URL: http://washingtonpost.com/wp-dyn/articles/A47673-2001May18.html

Date accessed: 4 June 2001

Washington Post

Saturday, May 19, 2001; Page A22

THE ECOSYSTEM may or may not be ready for the first genetically engineered salmon, but the regulatory system emphatically is not. It is stuck in the legacy of decisions about biotech regulation made in the mid-1980s, when food was food, drugs were drugs and a lot of people thought most biotech products were going to be microbes. The creatures and products that have come along instead -- corn that makes its own pesticide, animals that make drugs, goats that carry a spider gene and make silk -- are straining that simple model.

The case of the salmon shows how badly the framework needs updating. A coalition of 60 consumer and environmental groups recently asked the Food and Drug Administration (FDA) to block importation and marketing of the souped-up salmon, which reaches full size faster because of genetically stepped-up production of growth hormone. The fish have been under development under controlled conditions in Canada, but they have not been commercially marketed. No significant health issues have been raised about humans eating the fish. But environmentalists fear that if the altered fish escape from the ocean pens in which commercial fish are typically grown, they could mate with wild salmon and wreck ecological balances. That issue is unlikely to get the best possible airing at the FDA, which has classified the genetic enhancement as a drug for animals. That technically means the main task of its review will not be to look at the effects of the fish on the environment or the fish on the consumer, but to study the effect of the growth hormone on the fish.
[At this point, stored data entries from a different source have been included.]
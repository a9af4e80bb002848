//! Serializer: [`PortableModule`] → artifact bytes.

use mobc_core::SectionTag;
use tracing::{debug, instrument};

use crate::{
    codec::{self, StorageTable},
    layout::{ArtifactWriter, HeaderFlags, TENSOR_ALIGN},
    portable::PortableModule,
    Error, ExtraFiles, Result,
};

/// Encode `portable` and `extra` into one artifact stamped with
/// `portable.version`.
///
/// Output is deterministic: sections in a fixed order, attributes in
/// declaration order, source and extra files sorted by name.
#[instrument(level = "debug", skip_all, fields(module = %portable.meta.name, version = portable.version))]
pub fn serialize(portable: &PortableModule, extra: &ExtraFiles) -> Result<Vec<u8>> {
    if portable.version > mobc_core::SCHEMA_VERSION || portable.version < mobc_core::OLDEST_SCHEMA_VERSION {
        return Err(Error::unsupported(portable.version));
    }

    let mut storages = StorageTable::new();
    let constants = codec::write_constants(&portable.constants, &mut storages)?;
    let attributes = codec::write_attributes(&portable.attributes, &mut storages)?;

    let mut flags = HeaderFlags::empty();
    flags.set(HeaderFlags::SOURCE, !portable.sources.is_empty());
    flags.set(HeaderFlags::DEBUG_INFO, portable.has_debug_info());

    let mut out = ArtifactWriter::new(portable.version, flags);
    out.section(SectionTag::META, codec::write_meta(&portable.meta)?);
    out.section(SectionTag::CODE, codec::write_methods(&portable.methods)?);
    out.section(SectionTag::CNST, constants);
    out.section(SectionTag::OBJS, attributes);
    if !portable.sources.is_empty() {
        out.section(SectionTag::SRCS, codec::write_files(portable.sources.iter().map(|(k, v)| (k, v.as_bytes())))?);
    }
    if !extra.is_empty() {
        out.section(SectionTag::XTRA, codec::write_files(extra.iter().map(|(k, v)| (k, v.as_slice())))?);
    }
    if !storages.is_empty() {
        out.aligned_section(SectionTag::TSTO, storages.encode()?, TENSOR_ALIGN);
    }

    let bytes = out.finish()?;
    debug!(bytes = bytes.len(), storages = storages.len(), extra_files = extra.len(), "artifact encoded");
    Ok(bytes)
}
Environmental issues will be covered, the FDA promises. But the environmental and marine specialists who could best address them are housed at other agencies, and no law requires their routine involvement in decisions about the handling of genetically modified organisms that might get released into the environment. Even the Environmental Protection Agency gets involved only under narrow circumstances. It was able to regulate Starlink, the bioengineered corn that found its way into the food supply after being denied a permit for human consumption, only because the corn was classified as containing a pesticide. Such piecemeal authority won't foster consumer confidence in the growing number of genetically modified organisms, especially given the irrational fears that have swept Europe. Consumers can benefit hugely from these products, but only if whatever needs checking is being checked. Those producing these organisms likewise need to have a reliable notion of what sort of hurdles they face. The opposite situation now obtains: Most checking is voluntary, especially for foods, but the coalition that petitioned the FDA on the salmon has also filed the request with the Departments of Agriculture, Commerce, Interior (which houses the Fish and Wildlife Service) and Defense (the Army Corps of Engineers). Any of these could theoretically claim jurisdiction under statutes ranging from the Endangered Species Act to laws governing the control of exotic foreign species.

A better way is mapped out in legislation being drafted by Rep. Peter DeFazio (D-Ore.). It would require approval of new genetically modified organisms through a single "address," probably an assistant EPA administrator for biotech, who would then be required to consult with experts in other agencies depending on each organism's properties. The exact address is less important than the idea of a process flexible enough to keep up with bioengineers' limitless ingenuity.